■ **Exercise instructions**: Your task is to copy every line of the entries that contains "under".

■ **Records for this task**:

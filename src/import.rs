use std::io::Read;
use std::path::Path;

use anyhow::{bail, Context};
use serde::Deserialize;

use crate::gpa;
use crate::models::{SemesterDraft, Subject, SubjectInput};

#[derive(Debug, Deserialize)]
struct CsvRow {
    semester: Option<String>,
    year: Option<String>,
    subject_code: String,
    subject_name: String,
    credits: i32,
    grade: String,
}

pub fn read_transcripts_file(path: &Path) -> anyhow::Result<Vec<SemesterDraft>> {
    let file = std::fs::File::open(path)
        .with_context(|| format!("failed to open {}", path.display()))?;
    read_transcripts(file).with_context(|| format!("failed to import {}", path.display()))
}

/// Groups CSV subject rows into semesters keyed by (semester, year), in the
/// order each semester first appears. A semester label may only appear under
/// one year.
pub fn read_transcripts<R: Read>(source: R) -> anyhow::Result<Vec<SemesterDraft>> {
    let mut reader = csv::ReaderBuilder::new().trim(csv::Trim::All).from_reader(source);
    let mut drafts: Vec<SemesterDraft> = Vec::new();

    for (index, result) in reader.deserialize::<CsvRow>().enumerate() {
        let line = index + 2;
        let row = result.with_context(|| format!("malformed row on line {line}"))?;

        let semester = non_blank(row.semester);
        let year = non_blank(row.year).or_else(|| {
            semester
                .as_deref()
                .and_then(gpa::academic_year_for_semester)
        });

        let subject = Subject::try_from(SubjectInput {
            code: row.subject_code,
            name: row.subject_name,
            credits: row.credits,
            grade: row.grade,
        })
        .with_context(|| format!("invalid subject on line {line}"))?;

        match drafts
            .iter_mut()
            .find(|draft| draft.semester == semester && draft.year == year)
        {
            Some(draft) => draft.subjects.push(subject),
            None => drafts.push(SemesterDraft {
                semester,
                year,
                subjects: vec![subject],
            }),
        }
    }

    for (index, draft) in drafts.iter().enumerate() {
        let Some(label) = draft.semester.as_deref() else {
            continue;
        };
        if let Some(other) = drafts[..index]
            .iter()
            .find(|earlier| earlier.semester.as_deref() == Some(label))
        {
            bail!(
                "semester {label} appears under more than one year ({} and {})",
                other.year.as_deref().unwrap_or("none"),
                draft.year.as_deref().unwrap_or("none")
            );
        }
    }

    Ok(drafts)
}

fn non_blank(value: Option<String>) -> Option<String> {
    value.filter(|v| !v.trim().is_empty())
}
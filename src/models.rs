use chrono::{DateTime, Utc};
use serde::Serialize;
use uuid::Uuid;

use crate::error::GpaError;
use crate::gpa;
use crate::grade::{Grade, Scale};

pub const UNGROUPED_YEAR: &str = "Other";

#[derive(Debug, Clone, Serialize)]
pub struct Student {
    pub id: Uuid,
    pub name: String,
    pub registration_number: String,
    pub roll_number: String,
}

#[derive(Debug, Clone, PartialEq, Serialize)]
pub struct Subject {
    pub code: String,
    pub name: String,
    pub credits: i32,
    pub grade: Grade,
}

#[derive(Debug, Clone)]
pub struct SubjectInput {
    pub code: String,
    pub name: String,
    pub credits: i32,
    pub grade: String,
}

impl Subject {
    pub fn new(
        code: impl Into<String>,
        name: impl Into<String>,
        credits: i32,
        grade: Grade,
    ) -> Result<Self, GpaError> {
        let subject = Subject {
            code: code.into(),
            name: name.into(),
            credits,
            grade,
        };
        subject.validate()?;
        Ok(subject)
    }

    pub fn validate(&self) -> Result<(), GpaError> {
        if self.credits <= 0 {
            return Err(GpaError::InvalidCredits {
                subject: self.code.clone(),
                credits: self.credits,
            });
        }
        Ok(())
    }
}

impl TryFrom<SubjectInput> for Subject {
    type Error = GpaError;

    fn try_from(input: SubjectInput) -> Result<Self, Self::Error> {
        let grade = input.grade.parse()?;
        Subject::new(input.code, input.name, input.credits, grade)
    }
}

pub trait Transcript {
    fn semester(&self) -> Option<&str>;
    fn year(&self) -> Option<&str>;
    fn subjects(&self) -> &[Subject];
}

#[derive(Debug, Clone, Default)]
pub struct SemesterDraft {
    pub semester: Option<String>,
    pub year: Option<String>,
    pub subjects: Vec<Subject>,
}

impl Transcript for SemesterDraft {
    fn semester(&self) -> Option<&str> {
        self.semester.as_deref()
    }

    fn year(&self) -> Option<&str> {
        self.year.as_deref()
    }

    fn subjects(&self) -> &[Subject] {
        &self.subjects
    }
}

#[derive(Debug, Clone, Serialize)]
pub struct Semester {
    pub id: Uuid,
    pub student_id: Uuid,
    pub semester: Option<String>,
    pub year: Option<String>,
    pub grade10_scale_cgpa: f64,
    pub grade4_scale_cgpa: f64,
    pub created_at: DateTime<Utc>,
    pub subjects: Vec<Subject>,
}

impl Transcript for Semester {
    fn semester(&self) -> Option<&str> {
        self.semester.as_deref()
    }

    fn year(&self) -> Option<&str> {
        self.year.as_deref()
    }

    fn subjects(&self) -> &[Subject] {
        &self.subjects
    }
}

impl Semester {
    pub fn cached_cgpa(&self, scale: Scale) -> f64 {
        match scale {
            Scale::Ten => self.grade10_scale_cgpa,
            Scale::Four => self.grade4_scale_cgpa,
        }
    }

    pub fn recompute(&mut self) -> Result<(), GpaError> {
        self.grade10_scale_cgpa = gpa::semester_gpa(Scale::Ten, &self.subjects)?;
        self.grade4_scale_cgpa = gpa::semester_gpa(Scale::Four, &self.subjects)?;
        Ok(())
    }

    pub fn is_stale(&self) -> Result<bool, GpaError> {
        for scale in Scale::BOTH {
            let fresh = gpa::semester_gpa(scale, &self.subjects)?;
            if (fresh - self.cached_cgpa(scale)).abs() > 1e-9 {
                return Ok(true);
            }
        }
        Ok(false)
    }
}

#[derive(Debug, Clone, Serialize)]
pub struct SemesterSummary {
    pub semester: Option<String>,
    pub year: String,
    pub subjects: Vec<Subject>,
    pub totals: gpa::SemesterTotals,
    pub sgpa10: f64,
    pub sgpa4: f64,
}

#[derive(Debug, Clone, Serialize)]
pub struct YearGroup {
    pub year: String,
    pub semesters: Vec<SemesterSummary>,
    pub total_credits: i64,
    pub total_subjects: usize,
    pub weight: f64,
    pub ygpa: gpa::YearGpa,
}

#[derive(Debug, Clone, Serialize)]
pub struct DegreeAggregate {
    pub years: Vec<YearGroup>,
    pub dgpa10: f64,
    pub dgpa4: f64,
    pub semester_count: usize,
    pub total_subjects: usize,
    pub total_credits: i64,
}

impl DegreeAggregate {
    pub fn dgpa(&self, scale: Scale) -> f64 {
        match scale {
            Scale::Ten => self.dgpa10,
            Scale::Four => self.dgpa4,
        }
    }
}

#[cfg(test)]
mod tests {
    use super::*;

    fn semester_with(subjects: Vec<Subject>) -> Semester {
        Semester {
            id: Uuid::new_v4(),
            student_id: Uuid::new_v4(),
            semester: Some("1".to_string()),
            year: Some("1".to_string()),
            grade10_scale_cgpa: 0.0,
            grade4_scale_cgpa: 0.0,
            created_at: Utc::now(),
            subjects,
        }
    }

    #[test]
    fn subject_input_rejects_unknown_grade() {
        let input = SubjectInput {
            code: "CS501".to_string(),
            name: "Compilers".to_string(),
            credits: 4,
            grade: "X".to_string(),
        };
        assert_eq!(
            Subject::try_from(input),
            Err(GpaError::InvalidGrade("X".to_string()))
        );
    }

    #[test]
    fn subject_rejects_non_positive_credits() {
        let err = Subject::new("MA101", "Calculus", 0, Grade::A).unwrap_err();
        assert_eq!(
            err,
            GpaError::InvalidCredits {
                subject: "MA101".to_string(),
                credits: 0
            }
        );
        assert!(Subject::new("MA101", "Calculus", -3, Grade::A).is_err());
    }

    #[test]
    fn recompute_refreshes_cached_fields_after_subjects_change() {
        let mut semester =
            semester_with(vec![Subject::new("PH101", "Physics", 4, Grade::O).unwrap()]);
        assert!(semester.is_stale().unwrap());

        semester.recompute().unwrap();
        assert_eq!(semester.grade10_scale_cgpa, 10.0);
        assert_eq!(semester.grade4_scale_cgpa, 4.0);
        assert!(!semester.is_stale().unwrap());

        semester.subjects = vec![Subject::new("PH101", "Physics", 4, Grade::F).unwrap()];
        assert!(semester.is_stale().unwrap());
        semester.recompute().unwrap();
        assert_eq!(semester.grade10_scale_cgpa, 2.0);
        assert_eq!(semester.grade4_scale_cgpa, 0.0);
    }

    #[test]
    fn empty_semester_is_not_stale_at_zero() {
        let semester = semester_with(Vec::new());
        assert!(!semester.is_stale().unwrap());
    }
}
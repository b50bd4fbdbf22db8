use anyhow::{bail, Context};
use tracing::Level;

pub const DATABASE_URL: &str = "DATABASE_URL";
pub const MAX_CONNECTIONS: &str = "TRANSCRIPT_GPA_MAX_CONNECTIONS";
pub const LOG_LEVEL: &str = "TRANSCRIPT_GPA_LOG";

#[derive(Debug, Clone)]
pub struct Config {
    pub database_url: Option<String>,
    pub max_connections: u32,
    pub log_level: Level,
}

impl Config {
    pub fn from_env() -> anyhow::Result<Self> {
        Self::from_lookup(|key| std::env::var(key).ok())
    }

    pub fn from_lookup<F>(lookup: F) -> anyhow::Result<Self>
    where
        F: Fn(&str) -> Option<String>,
    {
        let database_url = lookup(DATABASE_URL).filter(|url| !url.trim().is_empty());

        let max_connections = match lookup(MAX_CONNECTIONS) {
            Some(raw) => raw
                .trim()
                .parse::<u32>()
                .with_context(|| format!("{MAX_CONNECTIONS} must be a positive integer"))?,
            None => 5,
        };
        if max_connections == 0 {
            bail!("{MAX_CONNECTIONS} must be at least 1");
        }

        let log_level = match lookup(LOG_LEVEL) {
            Some(raw) => raw
                .trim()
                .parse::<Level>()
                .map_err(|_| anyhow::anyhow!("{LOG_LEVEL} must be one of trace, debug, info, warn, error"))?,
            None => Level::INFO,
        };

        Ok(Config {
            database_url,
            max_connections,
            log_level,
        })
    }

    pub fn require_database_url(&self) -> anyhow::Result<&str> {
        self.database_url
            .as_deref()
            .context("DATABASE_URL must be set to a production Postgres instance")
    }
}
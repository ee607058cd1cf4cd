//! Structured logging setup
//!
//! Installs a global `tracing` subscriber. Library code only emits events;
//! the host application decides whether and how they are printed.

use std::env;
use std::fmt;
use std::io;
use std::str::FromStr;

use tracing::{debug, info};
use tracing_subscriber::{layer::SubscriberExt, util::SubscriberInitExt, EnvFilter};

use crate::error::CoachError;

/// Log output format options
#[derive(Debug, Clone, Copy, PartialEq, Eq, Default)]
pub enum LogFormat {
  /// Multi-line, human readable
  #[default]
  Pretty,
  /// One line per event
  Compact,
  /// Machine readable
  Json,
}

impl fmt::Display for LogFormat {
  fn fmt(&self, f: &mut fmt::Formatter<'_>) -> fmt::Result {
    let s = match self {
      LogFormat::Pretty => "pretty",
      LogFormat::Compact => "compact",
      LogFormat::Json => "json",
    };
    write!(f, "{}", s)
  }
}

impl FromStr for LogFormat {
  type Err = CoachError;

  fn from_str(s: &str) -> Result<Self, Self::Err> {
    match s.to_lowercase().as_str() {
      "pretty" => Ok(LogFormat::Pretty),
      "compact" => Ok(LogFormat::Compact),
      "json" => Ok(LogFormat::Json),
      _ => Err(CoachError::InvalidConfig(format!("Unknown log format: {}", s))),
    }
  }
}

#[derive(Debug, Clone, PartialEq, Eq)]
pub struct LoggingConfig {
  /// Level for this crate's events (trace, debug, info, warn, error)
  pub level: String,
  pub format: LogFormat,
}

impl Default for LoggingConfig {
  fn default() -> Self {
    Self {
      level: "info".to_string(),
      format: LogFormat::Pretty,
    }
  }
}

impl LoggingConfig {
  /// Read `RUST_LOG` and `LOG_FORMAT`, falling back to defaults
  pub fn from_env() -> Result<Self, CoachError> {
    let defaults = Self::default();

    let level = env::var("RUST_LOG")
      .ok()
      .filter(|v| !v.trim().is_empty())
      .unwrap_or(defaults.level);

    let format = match env::var("LOG_FORMAT") {
      Ok(v) if !v.trim().is_empty() => v.trim().parse()?,
      _ => defaults.format,
    };

    Ok(Self { level, format })
  }

  fn env_filter(&self) -> EnvFilter {
    EnvFilter::new(format!("warn,lift_coach={}", self.level)).add_directive(
      "sqlx=warn"
        .parse()
        .unwrap_or_else(|_| tracing::Level::WARN.into()),
    )
  }

  /// Install the global subscriber.
  ///
  /// A subscriber that is already installed is left in place.
  pub fn init(&self) -> Result<(), CoachError> {
    let registry = tracing_subscriber::registry().with(self.env_filter());

    let installed = match self.format {
      LogFormat::Json => registry
        .with(
          tracing_subscriber::fmt::layer()
            .json()
            .with_target(true)
            .with_writer(io::stdout),
        )
        .try_init(),
      LogFormat::Pretty => registry
        .with(
          tracing_subscriber::fmt::layer()
            .pretty()
            .with_target(true)
            .with_writer(io::stdout),
        )
        .try_init(),
      LogFormat::Compact => registry
        .with(
          tracing_subscriber::fmt::layer()
            .compact()
            .with_target(false)
            .with_writer(io::stdout),
        )
        .try_init(),
    };

    match installed {
      Ok(()) => {
        info!(level = %self.level, format = %self.format, "Logging initialized");
      }
      Err(e) => {
        debug!(error = %e, "Global subscriber already installed");
      }
    }

    Ok(())
  }
}
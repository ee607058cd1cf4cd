//! Adaptive set suggestions for strength training.
//!
//! Looks at how a lifter performed a given set over recent sessions and
//! proposes the weight and reps for the next one.

pub mod analysis;
pub mod commands;
pub mod config;
pub mod db;
pub mod error;
pub mod history;
pub mod logging;
pub mod messages;
pub mod models;
pub mod progression;

#[cfg(test)]
mod test_utils;

pub use config::{AppConfig, SetMatching, SuggestionConfig};
pub use db::{initialize_db, AppState, DbPool};
pub use error::CoachError;
pub use messages::{format_suggestion_message, SuggestionDisplay};
pub use models::{
  Confidence, Exercise, PerformanceRecord, SessionHistoryEntry, SetInput, Suggestion,
  SuggestionType, Trend, WeightClass,
};
pub use progression::{ExerciseClassifier, HeavyLiftClassifier, SuggestionEngine};

use tracing::info;

/// Load `.env`, install logging, open the database and build the state
/// commands run against.
pub async fn init() -> Result<AppState, CoachError> {
  // Load environment variables from .env file
  dotenvy::dotenv().ok();

  logging::LoggingConfig::from_env()?.init()?;

  let config = AppConfig::from_env()?;
  let pool = initialize_db(&config.database_url).await?;

  info!(history_limit = config.history_limit, "Lift coach ready");

  Ok(AppState::new(pool, config))
}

■ **Response for this exercise**:
/// order each semester first appears. A semester label may only appear under
                "semester {label} appears under more than one year ({} and {})",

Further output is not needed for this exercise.